**** Data for analysis ****

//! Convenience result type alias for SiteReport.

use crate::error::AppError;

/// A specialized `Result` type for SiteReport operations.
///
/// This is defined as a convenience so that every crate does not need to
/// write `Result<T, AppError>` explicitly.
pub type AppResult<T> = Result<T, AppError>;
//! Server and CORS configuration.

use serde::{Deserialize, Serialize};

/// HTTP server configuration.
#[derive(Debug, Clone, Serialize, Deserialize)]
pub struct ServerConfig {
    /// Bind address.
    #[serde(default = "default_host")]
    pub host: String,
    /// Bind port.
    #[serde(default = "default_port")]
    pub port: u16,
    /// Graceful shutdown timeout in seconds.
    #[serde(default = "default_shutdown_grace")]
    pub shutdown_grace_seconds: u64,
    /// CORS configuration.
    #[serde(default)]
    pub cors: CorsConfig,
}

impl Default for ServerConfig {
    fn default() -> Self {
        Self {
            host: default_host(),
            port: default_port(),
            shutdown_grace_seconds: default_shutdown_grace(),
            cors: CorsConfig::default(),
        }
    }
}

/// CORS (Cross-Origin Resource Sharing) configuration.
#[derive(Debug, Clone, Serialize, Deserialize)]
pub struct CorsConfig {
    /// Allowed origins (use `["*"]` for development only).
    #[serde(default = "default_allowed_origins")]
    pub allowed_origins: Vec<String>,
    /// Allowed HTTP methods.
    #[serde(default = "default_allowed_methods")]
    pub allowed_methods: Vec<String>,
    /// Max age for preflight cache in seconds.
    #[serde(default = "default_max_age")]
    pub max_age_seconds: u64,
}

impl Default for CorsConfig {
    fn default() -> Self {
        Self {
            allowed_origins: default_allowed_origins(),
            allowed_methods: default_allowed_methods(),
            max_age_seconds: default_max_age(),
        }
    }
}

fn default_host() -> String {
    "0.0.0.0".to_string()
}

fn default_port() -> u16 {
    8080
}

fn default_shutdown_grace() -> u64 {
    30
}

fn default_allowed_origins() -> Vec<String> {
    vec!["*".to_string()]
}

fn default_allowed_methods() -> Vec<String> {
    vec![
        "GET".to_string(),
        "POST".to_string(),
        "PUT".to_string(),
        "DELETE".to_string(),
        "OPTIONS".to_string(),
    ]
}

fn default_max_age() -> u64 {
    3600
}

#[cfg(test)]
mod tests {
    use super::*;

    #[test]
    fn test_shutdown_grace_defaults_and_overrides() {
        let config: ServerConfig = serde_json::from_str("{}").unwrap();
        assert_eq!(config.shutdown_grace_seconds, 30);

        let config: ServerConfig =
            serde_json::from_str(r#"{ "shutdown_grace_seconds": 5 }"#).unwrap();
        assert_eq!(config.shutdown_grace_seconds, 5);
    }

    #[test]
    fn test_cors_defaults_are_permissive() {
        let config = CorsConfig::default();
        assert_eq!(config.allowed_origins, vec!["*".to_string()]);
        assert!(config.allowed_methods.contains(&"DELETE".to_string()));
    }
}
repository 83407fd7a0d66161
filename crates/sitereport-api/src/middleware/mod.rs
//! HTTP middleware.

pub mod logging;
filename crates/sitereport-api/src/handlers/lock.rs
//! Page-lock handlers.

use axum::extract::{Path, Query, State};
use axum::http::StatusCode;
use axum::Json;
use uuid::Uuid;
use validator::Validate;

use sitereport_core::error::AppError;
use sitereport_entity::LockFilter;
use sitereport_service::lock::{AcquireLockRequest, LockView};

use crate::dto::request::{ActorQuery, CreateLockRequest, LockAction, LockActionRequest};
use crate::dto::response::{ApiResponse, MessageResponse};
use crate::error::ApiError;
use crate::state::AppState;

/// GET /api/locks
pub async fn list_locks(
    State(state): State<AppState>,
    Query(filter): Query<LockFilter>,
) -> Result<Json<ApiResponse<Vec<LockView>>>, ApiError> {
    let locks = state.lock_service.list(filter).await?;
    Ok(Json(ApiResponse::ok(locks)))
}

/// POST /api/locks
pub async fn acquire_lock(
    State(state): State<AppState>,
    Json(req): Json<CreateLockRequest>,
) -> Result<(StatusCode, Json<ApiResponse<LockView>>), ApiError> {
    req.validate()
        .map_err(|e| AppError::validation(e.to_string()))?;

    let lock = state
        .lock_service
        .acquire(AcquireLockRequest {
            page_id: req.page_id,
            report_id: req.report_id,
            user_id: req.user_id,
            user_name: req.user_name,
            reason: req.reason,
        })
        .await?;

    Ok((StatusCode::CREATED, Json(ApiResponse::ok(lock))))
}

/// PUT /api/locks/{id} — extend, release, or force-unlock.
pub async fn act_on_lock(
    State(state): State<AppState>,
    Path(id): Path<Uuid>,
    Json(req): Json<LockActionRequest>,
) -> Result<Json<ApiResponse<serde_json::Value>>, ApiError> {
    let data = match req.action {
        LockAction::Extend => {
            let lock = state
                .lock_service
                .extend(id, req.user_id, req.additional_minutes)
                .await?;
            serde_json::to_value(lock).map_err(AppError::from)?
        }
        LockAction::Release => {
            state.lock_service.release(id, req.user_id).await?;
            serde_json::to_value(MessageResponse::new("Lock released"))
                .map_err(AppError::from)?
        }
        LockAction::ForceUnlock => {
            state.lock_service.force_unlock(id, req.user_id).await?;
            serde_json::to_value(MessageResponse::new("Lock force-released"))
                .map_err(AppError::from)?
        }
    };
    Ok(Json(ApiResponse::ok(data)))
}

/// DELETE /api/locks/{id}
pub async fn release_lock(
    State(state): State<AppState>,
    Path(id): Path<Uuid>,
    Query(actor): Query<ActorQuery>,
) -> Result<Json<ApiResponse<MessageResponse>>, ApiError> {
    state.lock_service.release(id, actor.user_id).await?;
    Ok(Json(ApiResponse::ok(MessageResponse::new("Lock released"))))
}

****

Task instructions:
The lines to return are those holding the string "configuration" anywhere in the listing above.

Exercise output:
//! Server and CORS configuration.
/// HTTP server configuration.
    /// CORS configuration.
/// CORS (Cross-Origin Resource Sharing) configuration.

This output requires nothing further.